INPUT RECORDS Start Marker

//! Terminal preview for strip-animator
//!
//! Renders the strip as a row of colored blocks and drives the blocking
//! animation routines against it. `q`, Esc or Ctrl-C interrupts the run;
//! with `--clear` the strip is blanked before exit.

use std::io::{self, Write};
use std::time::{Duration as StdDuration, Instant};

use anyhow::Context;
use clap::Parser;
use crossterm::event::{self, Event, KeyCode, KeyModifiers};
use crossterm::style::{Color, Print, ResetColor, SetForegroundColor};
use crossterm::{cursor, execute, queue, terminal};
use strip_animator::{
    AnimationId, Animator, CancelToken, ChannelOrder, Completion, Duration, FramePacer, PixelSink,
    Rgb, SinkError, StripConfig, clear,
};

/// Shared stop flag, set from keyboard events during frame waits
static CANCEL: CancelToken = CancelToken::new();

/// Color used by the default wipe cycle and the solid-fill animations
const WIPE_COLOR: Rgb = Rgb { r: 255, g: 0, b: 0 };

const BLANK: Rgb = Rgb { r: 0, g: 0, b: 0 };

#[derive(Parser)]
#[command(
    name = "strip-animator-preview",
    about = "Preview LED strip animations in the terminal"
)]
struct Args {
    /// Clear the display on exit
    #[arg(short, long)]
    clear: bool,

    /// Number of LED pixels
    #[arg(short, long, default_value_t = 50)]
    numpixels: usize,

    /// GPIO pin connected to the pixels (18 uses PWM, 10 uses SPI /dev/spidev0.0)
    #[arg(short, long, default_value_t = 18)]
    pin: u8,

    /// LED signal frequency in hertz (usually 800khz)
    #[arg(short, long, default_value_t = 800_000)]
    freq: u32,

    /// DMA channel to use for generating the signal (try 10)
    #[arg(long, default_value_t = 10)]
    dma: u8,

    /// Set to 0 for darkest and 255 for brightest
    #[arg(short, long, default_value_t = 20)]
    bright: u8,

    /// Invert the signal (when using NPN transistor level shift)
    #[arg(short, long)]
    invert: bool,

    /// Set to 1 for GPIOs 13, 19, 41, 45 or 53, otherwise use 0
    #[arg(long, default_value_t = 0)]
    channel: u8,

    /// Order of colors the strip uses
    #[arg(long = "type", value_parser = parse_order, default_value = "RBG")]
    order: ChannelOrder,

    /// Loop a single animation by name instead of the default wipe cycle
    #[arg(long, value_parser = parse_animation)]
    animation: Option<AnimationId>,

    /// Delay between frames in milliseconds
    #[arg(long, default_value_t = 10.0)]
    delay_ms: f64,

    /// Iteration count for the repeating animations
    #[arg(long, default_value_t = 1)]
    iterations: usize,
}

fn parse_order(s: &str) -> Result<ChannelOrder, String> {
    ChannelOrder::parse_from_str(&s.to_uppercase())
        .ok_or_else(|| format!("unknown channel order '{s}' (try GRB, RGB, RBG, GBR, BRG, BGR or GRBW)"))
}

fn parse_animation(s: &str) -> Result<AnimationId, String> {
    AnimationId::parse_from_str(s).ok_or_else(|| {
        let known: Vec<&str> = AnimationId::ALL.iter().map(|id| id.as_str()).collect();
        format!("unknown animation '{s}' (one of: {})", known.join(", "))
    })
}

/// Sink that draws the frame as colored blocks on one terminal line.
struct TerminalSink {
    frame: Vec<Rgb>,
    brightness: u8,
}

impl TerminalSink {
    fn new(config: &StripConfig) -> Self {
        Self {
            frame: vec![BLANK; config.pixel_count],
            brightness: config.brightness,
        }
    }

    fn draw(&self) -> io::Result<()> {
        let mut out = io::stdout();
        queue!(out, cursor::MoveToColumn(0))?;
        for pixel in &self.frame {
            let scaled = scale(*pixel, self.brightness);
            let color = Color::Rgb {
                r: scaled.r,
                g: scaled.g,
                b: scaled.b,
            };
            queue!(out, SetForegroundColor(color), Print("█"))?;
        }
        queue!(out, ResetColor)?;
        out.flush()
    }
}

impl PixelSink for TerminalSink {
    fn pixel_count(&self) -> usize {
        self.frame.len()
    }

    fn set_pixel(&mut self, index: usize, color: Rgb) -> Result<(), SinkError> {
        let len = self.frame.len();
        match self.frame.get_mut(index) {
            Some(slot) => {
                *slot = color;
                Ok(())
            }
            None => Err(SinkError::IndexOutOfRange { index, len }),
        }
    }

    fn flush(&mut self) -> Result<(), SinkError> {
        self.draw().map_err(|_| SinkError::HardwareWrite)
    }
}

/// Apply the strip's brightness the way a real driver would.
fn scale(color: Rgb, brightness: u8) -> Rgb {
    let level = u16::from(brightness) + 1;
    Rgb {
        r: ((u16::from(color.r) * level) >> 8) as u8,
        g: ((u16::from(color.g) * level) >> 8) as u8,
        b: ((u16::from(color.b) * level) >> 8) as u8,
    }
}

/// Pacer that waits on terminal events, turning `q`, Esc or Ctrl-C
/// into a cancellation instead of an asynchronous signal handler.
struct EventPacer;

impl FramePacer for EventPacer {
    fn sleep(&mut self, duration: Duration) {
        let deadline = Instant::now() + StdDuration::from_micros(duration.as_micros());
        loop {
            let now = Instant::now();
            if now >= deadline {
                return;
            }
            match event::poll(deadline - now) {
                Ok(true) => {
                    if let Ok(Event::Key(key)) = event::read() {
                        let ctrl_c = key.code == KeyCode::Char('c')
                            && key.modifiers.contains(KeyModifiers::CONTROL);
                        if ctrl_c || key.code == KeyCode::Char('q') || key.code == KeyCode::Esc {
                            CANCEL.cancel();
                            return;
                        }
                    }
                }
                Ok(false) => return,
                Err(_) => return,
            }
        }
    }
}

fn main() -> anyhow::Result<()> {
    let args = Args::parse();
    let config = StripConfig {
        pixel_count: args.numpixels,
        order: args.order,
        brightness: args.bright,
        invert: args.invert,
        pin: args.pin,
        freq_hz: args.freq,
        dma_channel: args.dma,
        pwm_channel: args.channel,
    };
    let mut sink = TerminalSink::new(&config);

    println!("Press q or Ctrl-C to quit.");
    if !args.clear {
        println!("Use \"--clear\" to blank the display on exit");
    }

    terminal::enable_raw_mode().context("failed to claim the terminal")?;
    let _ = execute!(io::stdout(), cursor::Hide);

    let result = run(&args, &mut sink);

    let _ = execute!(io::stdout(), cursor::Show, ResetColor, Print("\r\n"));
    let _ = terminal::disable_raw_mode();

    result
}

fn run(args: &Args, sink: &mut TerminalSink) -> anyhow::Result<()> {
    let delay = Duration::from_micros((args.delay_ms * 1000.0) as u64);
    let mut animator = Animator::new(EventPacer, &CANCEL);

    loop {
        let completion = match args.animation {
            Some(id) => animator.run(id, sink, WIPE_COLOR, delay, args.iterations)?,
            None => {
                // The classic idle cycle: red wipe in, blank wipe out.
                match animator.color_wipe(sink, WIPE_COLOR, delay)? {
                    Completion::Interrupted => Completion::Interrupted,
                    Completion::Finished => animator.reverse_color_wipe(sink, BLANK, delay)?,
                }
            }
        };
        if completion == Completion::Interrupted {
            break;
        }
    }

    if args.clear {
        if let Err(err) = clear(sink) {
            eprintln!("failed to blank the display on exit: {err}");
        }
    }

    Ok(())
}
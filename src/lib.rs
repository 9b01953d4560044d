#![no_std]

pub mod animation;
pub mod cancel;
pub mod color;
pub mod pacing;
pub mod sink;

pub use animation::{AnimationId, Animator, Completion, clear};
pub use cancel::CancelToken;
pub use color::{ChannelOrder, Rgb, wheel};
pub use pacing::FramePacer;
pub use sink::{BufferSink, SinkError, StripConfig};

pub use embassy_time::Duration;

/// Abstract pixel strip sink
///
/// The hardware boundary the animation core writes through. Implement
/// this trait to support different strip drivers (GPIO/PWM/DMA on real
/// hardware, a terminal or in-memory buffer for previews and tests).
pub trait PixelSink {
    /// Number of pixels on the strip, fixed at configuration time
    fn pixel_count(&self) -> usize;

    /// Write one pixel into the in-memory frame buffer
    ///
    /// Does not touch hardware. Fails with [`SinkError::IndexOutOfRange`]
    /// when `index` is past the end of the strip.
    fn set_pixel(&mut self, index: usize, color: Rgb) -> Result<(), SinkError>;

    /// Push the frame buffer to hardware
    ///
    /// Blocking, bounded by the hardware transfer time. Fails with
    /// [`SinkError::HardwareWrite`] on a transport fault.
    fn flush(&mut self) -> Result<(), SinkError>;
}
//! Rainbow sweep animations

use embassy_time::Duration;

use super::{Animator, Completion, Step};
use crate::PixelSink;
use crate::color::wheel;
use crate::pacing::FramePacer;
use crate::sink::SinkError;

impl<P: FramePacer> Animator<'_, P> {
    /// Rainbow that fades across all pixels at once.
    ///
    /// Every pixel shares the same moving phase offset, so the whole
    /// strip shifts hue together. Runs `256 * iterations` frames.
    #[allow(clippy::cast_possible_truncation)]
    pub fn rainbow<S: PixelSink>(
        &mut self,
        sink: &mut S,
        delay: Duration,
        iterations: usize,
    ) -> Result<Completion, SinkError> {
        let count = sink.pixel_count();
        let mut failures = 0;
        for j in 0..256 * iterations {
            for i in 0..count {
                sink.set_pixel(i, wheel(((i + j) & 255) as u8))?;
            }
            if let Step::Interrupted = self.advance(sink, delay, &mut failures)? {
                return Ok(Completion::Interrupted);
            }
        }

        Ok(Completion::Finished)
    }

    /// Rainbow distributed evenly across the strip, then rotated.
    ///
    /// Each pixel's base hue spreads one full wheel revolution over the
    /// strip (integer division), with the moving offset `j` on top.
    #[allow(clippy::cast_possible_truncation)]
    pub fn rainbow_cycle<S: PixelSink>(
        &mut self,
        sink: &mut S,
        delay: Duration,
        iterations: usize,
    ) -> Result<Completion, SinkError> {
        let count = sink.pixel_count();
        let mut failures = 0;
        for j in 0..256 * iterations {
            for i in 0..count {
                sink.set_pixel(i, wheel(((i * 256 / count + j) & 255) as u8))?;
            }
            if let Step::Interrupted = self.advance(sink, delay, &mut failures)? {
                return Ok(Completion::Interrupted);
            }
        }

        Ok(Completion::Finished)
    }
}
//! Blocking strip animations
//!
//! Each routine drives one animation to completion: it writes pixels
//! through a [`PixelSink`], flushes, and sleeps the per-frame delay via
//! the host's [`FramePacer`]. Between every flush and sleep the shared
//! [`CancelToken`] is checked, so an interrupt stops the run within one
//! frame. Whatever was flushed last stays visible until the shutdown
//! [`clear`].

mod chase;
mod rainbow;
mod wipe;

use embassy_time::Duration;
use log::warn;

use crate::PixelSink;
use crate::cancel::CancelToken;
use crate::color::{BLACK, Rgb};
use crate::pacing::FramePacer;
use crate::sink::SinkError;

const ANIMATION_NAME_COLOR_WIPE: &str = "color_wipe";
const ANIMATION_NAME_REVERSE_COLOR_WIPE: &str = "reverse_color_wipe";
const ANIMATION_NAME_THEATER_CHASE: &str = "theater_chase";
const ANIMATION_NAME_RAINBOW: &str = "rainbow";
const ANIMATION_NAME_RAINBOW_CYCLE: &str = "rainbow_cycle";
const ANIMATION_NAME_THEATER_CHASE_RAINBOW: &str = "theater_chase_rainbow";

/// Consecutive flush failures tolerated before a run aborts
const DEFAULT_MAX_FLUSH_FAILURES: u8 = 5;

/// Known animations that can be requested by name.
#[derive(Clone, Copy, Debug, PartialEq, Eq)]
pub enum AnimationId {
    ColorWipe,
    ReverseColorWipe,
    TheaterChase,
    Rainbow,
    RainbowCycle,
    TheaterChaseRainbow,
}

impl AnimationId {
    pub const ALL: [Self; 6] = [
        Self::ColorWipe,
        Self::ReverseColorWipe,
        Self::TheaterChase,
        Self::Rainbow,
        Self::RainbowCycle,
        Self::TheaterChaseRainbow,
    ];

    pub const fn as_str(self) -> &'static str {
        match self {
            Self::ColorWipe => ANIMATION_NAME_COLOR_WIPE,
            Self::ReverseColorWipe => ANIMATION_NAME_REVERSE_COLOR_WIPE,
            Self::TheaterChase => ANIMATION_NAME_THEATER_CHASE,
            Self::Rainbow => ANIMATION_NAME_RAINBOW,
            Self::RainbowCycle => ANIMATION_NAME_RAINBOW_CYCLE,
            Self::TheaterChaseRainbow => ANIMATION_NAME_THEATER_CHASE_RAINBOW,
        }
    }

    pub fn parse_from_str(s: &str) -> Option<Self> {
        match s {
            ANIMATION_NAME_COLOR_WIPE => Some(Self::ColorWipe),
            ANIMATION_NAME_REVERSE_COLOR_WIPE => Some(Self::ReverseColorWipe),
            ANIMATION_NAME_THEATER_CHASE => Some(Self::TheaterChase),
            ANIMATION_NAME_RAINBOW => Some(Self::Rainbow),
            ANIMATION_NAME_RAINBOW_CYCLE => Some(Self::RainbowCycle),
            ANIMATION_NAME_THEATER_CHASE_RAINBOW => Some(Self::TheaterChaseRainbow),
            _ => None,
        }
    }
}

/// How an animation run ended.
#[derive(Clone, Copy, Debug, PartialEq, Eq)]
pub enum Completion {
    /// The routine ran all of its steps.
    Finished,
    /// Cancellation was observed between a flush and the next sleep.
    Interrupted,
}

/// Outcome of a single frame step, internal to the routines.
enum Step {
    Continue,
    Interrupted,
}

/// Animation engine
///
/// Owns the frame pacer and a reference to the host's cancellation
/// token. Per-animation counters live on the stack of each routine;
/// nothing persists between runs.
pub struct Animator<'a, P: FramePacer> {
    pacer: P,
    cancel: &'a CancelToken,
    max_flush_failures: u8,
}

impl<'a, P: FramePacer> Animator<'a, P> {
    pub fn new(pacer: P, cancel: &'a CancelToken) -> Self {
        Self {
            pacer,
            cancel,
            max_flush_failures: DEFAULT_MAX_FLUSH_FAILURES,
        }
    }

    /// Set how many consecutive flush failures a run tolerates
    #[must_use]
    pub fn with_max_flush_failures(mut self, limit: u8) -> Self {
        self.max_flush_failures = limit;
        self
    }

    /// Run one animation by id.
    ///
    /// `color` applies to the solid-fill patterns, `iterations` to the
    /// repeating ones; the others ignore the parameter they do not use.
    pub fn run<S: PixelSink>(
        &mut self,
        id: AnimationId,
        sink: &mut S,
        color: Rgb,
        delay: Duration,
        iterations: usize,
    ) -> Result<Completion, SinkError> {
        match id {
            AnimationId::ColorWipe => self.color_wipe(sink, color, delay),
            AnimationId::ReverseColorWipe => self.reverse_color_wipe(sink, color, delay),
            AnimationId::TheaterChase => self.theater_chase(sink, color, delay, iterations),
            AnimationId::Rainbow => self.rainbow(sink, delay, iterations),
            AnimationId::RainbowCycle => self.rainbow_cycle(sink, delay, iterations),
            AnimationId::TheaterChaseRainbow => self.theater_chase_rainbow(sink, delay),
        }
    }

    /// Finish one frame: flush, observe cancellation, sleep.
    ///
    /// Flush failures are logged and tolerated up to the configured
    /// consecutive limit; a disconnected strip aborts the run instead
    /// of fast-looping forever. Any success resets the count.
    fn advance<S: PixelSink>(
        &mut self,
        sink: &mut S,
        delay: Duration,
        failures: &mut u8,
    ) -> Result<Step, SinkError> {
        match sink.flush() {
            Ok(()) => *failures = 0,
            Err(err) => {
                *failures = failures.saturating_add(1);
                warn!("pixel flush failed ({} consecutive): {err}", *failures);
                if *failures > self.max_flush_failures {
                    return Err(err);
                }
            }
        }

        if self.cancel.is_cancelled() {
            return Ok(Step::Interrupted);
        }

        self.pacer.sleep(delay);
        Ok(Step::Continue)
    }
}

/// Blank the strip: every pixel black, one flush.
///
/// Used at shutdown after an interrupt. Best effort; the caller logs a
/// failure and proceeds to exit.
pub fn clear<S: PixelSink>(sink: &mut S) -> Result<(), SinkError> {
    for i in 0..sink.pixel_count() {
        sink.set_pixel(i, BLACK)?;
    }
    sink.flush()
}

INPUT RECORDS End Marker

#### [YOUR ASSIGNMENT]
The response consists of the lines above that contain "limit".

#### [SOLUTION BELOW]
    pub fn with_max_flush_failures(mut self, limit: u8) -> Self {
        self.max_flush_failures = limit;
    /// consecutive limit; a disconnected strip aborts the run instead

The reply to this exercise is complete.